15
de janeiro de 2015 | N° 18043
L.
F. VERISSIMO
Blasfêmia
Vamos
combinar que não existe nada mais ofensivo do que um tiro na cabeça. Não posso
imaginar uma blasfêmia maior do que espalhar os miolos de alguém com um AK-47.
Porque tem gente dizendo que os cartunistas do Charlie Hebdo foram longe
demais, o que equivale dizer que mereceram o que lhes aconteceu. É o mesmo
raciocínio de quem diz que mulher estuprada geralmente estava pedindo.
“Blasfêmia”
quer dizer uma afronta ao sagrado. Assim, a verdadeira discussão não é sobre o
que as pessoas consideram blasfêmia, mas sobre o que consideram sagrado.

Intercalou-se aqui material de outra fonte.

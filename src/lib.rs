//! PLBERT text encoder loading in pure Rust.
//!
//! PLBERT is an ALBERT encoder pretrained on phoneme sequences and used as
//! the text front end of StyleTTS-style speech synthesis. This crate
//! rebuilds the architecture on candle, reads a training run's
//! `config.yml` and latest `step_<N>.t7` checkpoint, remaps the training
//! wrapper's parameter names and returns an encoder whose forward pass
//! yields the last hidden state.
//!
//! ```text
//! config.yml ── model_params ──→ AlbertConfig ──→ Plbert (fresh)
//!                                                   │
//! step_N.t7 ── net ── remap_key ── non-strict load ─┘──→ Plbert (pretrained)
//! ```
//!
//! ## Modules
//!
//! - [`config`] — `config.yml` parsing, ALBERT hyperparameters
//! - [`checkpoint`] — checkpoint discovery, key remapping, non-strict loading
//! - [`model`] — ALBERT encoder and the PLBERT wrapper
//! - [`loader`] — [`load_plbert`] and the [`PlbertLoader`] builder

pub mod checkpoint;
pub mod config;
pub mod loader;
pub mod model;

mod error;

pub use error::{Error, Result};
pub use loader::{LoadedPlbert, PlbertLoader, load_plbert};
pub use model::plbert::Plbert;
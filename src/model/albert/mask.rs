//! Attention mask expansion.
//!
//! Turns a `[B, T]` padding mask (1 = attend, 0 = padding) into an additive
//! `[B, 1, 1, T]` bias with 0.0 for visible keys and the dtype minimum for
//! padded keys.

use candle_core::{DType, Result, Tensor};

/// Most negative finite value for `dtype`.
pub fn dtype_min(dtype: DType) -> f64 {
    match dtype {
        DType::F32 => f64::from(f32::MIN),
        DType::F16 => f64::from(half::f16::MIN),
        DType::BF16 => f64::from(half::bf16::MIN),
        DType::F64 => f64::MIN,
        _ => f64::from(f32::MIN),
    }
}

/// Expand a `[B, T]` padding mask into an additive `[B, 1, 1, T]` bias.
pub fn extended_attention_mask(attention_mask: &Tensor, dtype: DType) -> Result<Tensor> {
    let (batch, seq_len) = attention_mask.dims2()?;
    // (1 - mask) * min
    let inverted = attention_mask.to_dtype(DType::F32)?.affine(-1.0, 1.0)?;
    (inverted * dtype_min(dtype))?
        .to_dtype(dtype)?
        .reshape((batch, 1, 1, seq_len))
}

#[cfg(test)]
mod tests {
    use super::*;
    use candle_core::Device;

    #[test]
    fn test_extended_mask_values() {
        let mask = Tensor::new(&[[1u32, 1, 0], [1, 0, 0]], &Device::Cpu).unwrap();
        let ext = extended_attention_mask(&mask, DType::F32).unwrap();
        assert_eq!(ext.dims(), &[2, 1, 1, 3]);
        let vals: Vec<f32> = ext.flatten_all().unwrap().to_vec1().unwrap();
        assert_eq!(vals[0], 0.0);
        assert_eq!(vals[1], 0.0);
        assert_eq!(vals[2], f32::MIN);
        assert_eq!(vals[3], 0.0);
        assert_eq!(vals[4], f32::MIN);
    }

    #[test]
    fn test_all_visible_mask_is_zero() {
        let mask = Tensor::ones((1, 4), DType::F32, &Device::Cpu).unwrap();
        let ext = extended_attention_mask(&mask, DType::F32).unwrap();
        let sum: f32 = ext.abs().unwrap().sum_all().unwrap().to_scalar().unwrap();
        assert!(sum < 1e-6);
    }
}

A
descrença em qualquer divindade é uma blasfêmia perene – ou, visto de outra
forma, quem não crê em nenhum deus não pode, por definição, ser um blasfemo.
Muitas
vezes, o que se faz em nome de uma crença ou de uma divindade é que é
blasfêmia: uma ofensa a quem acha que sagrados devem ser a vida humana, o
direito de pensar livremente e o direito de descrer. Não se está falando só do
islamismo radical. Já houve tempo em que não acreditar no deus da igreja romana
era razão suficiente para ser queimado vivo. Levava mais tempo do que um tiro de
AK-47.
Mudando
de assunto, mas não muito. A reação do George W. Bush aos ataques ao World
Trade Center foi da catatonia, quando recebeu a notícia, à hiperatividade
impensada que resultou na transformação da base americana de Guantánamo em
campo de concentração para “terroristas” que, na sua maioria, não tinham nada a
ver com o atentado e, mais tarde, na invasão do Iraque para pegar o Saddam, que
também não tinha nada a ver com o 11/9, e as suas armas de destruição em massa,
que não existiam.
Mas
faça-se justiça: num dos seus primeiros pronunciamentos depois dos ataques,
quando já se sabia quem eram os responsáveis, Bush fez questão de alertar
contra perseguições aos muçulmanos no país, que não tinham culpa da ação
radical de uma minoria.
Na
França pós-7/1, com sua imensa população muçulmana, vítima do ressentimento de
boa parte da maioria francesa e da crescente reação a imigrantes em toda a
Europa, vai ser difícil seguir um conselho como o do Bush. A direita inchou do
7/1 para cá, na França. Se sua pregação racista vai prevalecer contra a
tradição libertária da terra dos direitos humanos, é o que se verá nas próximas
eleições. Os AK-47 podem ter matado muito mais do que 17 pessoas.